Description of the task: Compute how many lines below contain the word "tracing" and respond with that number only.

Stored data
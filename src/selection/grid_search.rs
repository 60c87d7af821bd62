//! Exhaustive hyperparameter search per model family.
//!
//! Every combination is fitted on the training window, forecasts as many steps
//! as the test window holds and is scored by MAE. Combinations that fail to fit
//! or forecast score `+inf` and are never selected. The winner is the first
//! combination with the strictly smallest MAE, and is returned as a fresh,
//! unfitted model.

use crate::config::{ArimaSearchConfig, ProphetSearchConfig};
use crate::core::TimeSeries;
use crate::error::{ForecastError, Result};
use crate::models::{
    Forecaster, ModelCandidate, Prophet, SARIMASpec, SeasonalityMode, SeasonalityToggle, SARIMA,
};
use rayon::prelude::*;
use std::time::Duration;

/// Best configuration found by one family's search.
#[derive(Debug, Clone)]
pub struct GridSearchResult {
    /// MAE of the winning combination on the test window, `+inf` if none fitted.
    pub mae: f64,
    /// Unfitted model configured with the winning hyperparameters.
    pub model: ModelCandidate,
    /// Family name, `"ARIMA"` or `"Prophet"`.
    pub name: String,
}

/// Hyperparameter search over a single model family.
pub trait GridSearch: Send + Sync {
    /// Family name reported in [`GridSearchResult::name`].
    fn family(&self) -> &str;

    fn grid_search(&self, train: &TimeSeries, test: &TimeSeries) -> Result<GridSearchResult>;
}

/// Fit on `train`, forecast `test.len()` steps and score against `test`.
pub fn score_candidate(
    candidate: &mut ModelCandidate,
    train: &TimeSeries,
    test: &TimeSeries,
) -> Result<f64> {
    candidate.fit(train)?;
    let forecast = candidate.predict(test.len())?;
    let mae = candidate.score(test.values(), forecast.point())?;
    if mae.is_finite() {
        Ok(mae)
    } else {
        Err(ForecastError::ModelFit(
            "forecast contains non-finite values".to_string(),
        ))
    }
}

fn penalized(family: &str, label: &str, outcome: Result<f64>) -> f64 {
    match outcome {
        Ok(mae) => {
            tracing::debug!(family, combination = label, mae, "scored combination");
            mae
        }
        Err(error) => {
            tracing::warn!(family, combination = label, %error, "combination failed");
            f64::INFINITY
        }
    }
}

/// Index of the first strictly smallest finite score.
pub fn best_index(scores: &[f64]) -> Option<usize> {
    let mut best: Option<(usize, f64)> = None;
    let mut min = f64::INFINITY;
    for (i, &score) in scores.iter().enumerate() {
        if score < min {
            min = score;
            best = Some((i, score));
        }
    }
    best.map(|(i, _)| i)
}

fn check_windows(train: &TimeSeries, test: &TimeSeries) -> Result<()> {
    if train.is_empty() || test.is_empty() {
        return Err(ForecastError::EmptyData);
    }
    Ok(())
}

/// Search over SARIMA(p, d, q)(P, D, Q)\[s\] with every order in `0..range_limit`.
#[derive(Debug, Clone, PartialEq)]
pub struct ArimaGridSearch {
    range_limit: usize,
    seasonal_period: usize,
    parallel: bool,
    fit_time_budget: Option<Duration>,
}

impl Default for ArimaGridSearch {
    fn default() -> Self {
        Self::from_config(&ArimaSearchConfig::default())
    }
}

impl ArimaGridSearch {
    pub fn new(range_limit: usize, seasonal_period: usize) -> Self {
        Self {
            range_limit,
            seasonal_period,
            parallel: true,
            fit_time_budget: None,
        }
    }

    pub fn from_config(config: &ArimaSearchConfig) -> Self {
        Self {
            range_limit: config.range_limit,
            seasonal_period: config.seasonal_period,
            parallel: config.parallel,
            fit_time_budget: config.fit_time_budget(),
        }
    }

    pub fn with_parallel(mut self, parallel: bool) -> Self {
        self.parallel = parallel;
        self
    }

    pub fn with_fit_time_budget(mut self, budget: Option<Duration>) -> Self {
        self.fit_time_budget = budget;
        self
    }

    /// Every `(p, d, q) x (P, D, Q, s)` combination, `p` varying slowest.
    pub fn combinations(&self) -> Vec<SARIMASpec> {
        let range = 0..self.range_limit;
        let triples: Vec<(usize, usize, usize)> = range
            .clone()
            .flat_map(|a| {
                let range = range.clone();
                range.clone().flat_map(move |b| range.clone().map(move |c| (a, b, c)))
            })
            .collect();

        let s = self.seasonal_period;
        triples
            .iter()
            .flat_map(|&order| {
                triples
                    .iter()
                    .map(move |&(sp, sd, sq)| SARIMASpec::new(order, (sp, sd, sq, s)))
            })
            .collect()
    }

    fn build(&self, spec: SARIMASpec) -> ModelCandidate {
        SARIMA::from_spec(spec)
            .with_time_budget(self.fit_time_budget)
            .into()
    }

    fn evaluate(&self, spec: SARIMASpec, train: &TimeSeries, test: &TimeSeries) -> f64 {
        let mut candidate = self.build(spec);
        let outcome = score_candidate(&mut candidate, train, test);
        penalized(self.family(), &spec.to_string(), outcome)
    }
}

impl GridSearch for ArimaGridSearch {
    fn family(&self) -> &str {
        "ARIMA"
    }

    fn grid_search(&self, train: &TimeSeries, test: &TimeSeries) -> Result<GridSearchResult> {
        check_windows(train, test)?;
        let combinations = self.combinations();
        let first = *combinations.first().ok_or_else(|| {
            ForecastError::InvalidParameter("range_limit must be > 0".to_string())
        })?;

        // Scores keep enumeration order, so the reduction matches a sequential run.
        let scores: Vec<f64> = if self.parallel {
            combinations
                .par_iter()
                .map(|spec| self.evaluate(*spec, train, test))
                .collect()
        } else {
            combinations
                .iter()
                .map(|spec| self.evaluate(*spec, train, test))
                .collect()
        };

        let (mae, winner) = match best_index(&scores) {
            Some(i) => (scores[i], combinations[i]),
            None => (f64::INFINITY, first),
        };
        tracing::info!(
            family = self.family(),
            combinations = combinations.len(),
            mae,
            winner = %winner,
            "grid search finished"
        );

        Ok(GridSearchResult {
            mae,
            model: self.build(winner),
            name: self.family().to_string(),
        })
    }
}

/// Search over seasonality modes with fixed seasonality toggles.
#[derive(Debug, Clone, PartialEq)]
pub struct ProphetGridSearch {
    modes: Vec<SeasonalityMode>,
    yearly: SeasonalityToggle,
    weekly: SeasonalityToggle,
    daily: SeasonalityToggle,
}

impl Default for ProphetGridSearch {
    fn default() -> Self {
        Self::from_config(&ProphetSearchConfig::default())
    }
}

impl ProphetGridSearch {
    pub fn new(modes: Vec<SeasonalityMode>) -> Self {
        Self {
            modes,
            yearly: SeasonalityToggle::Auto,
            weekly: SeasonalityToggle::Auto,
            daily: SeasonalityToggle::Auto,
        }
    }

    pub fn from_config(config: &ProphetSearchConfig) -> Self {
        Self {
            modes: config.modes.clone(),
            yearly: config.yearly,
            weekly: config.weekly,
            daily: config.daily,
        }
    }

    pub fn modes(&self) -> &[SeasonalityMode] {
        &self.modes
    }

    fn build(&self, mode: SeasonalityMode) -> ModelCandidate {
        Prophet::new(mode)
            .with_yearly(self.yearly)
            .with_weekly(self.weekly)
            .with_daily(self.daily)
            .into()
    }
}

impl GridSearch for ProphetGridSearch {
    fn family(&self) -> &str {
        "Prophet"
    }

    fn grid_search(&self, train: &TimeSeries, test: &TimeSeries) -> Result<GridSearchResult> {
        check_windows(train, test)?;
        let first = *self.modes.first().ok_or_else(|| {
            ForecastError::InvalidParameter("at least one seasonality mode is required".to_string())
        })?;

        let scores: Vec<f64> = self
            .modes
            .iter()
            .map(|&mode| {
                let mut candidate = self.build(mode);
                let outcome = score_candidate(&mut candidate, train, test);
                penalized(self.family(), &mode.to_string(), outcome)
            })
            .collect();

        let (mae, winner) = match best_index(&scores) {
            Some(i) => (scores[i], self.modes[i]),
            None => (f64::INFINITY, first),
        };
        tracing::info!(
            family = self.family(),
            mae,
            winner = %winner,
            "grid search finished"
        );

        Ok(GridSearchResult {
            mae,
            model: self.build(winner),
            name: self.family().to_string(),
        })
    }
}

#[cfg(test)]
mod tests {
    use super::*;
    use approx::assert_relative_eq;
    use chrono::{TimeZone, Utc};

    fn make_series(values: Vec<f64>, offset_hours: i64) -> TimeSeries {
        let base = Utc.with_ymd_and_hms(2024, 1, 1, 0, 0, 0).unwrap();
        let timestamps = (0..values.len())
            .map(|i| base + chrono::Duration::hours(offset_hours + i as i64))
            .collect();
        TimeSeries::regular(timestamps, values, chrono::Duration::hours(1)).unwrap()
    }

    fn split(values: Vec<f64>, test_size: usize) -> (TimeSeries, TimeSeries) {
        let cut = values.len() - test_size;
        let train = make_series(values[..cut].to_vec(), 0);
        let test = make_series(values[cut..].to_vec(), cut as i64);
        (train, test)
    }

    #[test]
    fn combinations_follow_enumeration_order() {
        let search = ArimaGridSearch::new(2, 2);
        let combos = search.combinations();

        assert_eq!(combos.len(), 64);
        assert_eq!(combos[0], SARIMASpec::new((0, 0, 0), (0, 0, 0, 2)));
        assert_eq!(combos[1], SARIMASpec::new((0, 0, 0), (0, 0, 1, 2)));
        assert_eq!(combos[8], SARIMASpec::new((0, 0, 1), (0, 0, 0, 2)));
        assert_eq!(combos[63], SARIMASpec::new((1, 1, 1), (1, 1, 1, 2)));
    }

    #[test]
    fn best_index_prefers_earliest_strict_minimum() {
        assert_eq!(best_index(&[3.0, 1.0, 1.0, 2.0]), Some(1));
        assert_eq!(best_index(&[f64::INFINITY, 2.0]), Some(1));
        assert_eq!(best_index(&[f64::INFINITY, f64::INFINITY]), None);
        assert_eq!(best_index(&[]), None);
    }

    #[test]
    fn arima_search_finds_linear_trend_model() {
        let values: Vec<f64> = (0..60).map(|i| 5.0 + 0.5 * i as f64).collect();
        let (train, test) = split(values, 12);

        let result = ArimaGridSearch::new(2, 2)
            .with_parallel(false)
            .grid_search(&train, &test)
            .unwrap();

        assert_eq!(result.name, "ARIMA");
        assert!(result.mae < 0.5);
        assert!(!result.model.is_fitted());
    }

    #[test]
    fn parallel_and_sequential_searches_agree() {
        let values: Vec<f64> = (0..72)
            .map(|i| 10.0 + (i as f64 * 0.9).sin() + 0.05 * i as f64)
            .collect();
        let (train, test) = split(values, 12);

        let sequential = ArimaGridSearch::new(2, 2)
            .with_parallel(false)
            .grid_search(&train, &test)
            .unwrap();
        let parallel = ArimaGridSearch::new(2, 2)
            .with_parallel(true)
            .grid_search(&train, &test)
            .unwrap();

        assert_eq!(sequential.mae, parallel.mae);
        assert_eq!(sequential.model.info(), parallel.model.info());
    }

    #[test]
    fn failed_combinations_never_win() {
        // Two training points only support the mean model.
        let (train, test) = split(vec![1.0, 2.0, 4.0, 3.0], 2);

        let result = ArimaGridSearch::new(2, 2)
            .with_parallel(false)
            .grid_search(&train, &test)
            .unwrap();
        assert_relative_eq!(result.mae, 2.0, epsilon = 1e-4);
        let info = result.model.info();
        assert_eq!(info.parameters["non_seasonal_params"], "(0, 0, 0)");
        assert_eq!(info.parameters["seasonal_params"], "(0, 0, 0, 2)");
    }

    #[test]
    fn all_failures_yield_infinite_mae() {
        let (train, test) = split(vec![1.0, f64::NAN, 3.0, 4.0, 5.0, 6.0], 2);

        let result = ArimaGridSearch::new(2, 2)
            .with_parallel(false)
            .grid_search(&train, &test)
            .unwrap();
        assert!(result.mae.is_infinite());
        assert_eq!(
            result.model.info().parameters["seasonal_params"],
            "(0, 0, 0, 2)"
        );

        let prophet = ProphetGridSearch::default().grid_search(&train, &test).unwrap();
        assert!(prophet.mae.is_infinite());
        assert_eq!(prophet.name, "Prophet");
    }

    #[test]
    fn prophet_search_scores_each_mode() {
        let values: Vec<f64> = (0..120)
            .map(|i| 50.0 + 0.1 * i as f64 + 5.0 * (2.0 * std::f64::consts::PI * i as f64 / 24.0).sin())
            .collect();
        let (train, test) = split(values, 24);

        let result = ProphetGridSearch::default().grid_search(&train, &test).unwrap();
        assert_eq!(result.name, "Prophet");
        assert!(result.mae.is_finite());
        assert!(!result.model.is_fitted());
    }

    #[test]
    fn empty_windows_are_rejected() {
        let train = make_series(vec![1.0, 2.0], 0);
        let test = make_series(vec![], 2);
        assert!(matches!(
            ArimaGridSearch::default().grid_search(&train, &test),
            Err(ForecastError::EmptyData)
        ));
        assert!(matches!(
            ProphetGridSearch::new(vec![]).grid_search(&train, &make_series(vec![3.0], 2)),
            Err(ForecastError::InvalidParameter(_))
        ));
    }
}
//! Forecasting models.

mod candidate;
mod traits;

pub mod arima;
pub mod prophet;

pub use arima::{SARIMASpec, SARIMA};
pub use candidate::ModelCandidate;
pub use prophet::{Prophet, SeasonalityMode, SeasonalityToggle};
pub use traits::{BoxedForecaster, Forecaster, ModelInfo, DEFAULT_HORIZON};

Answer area: 4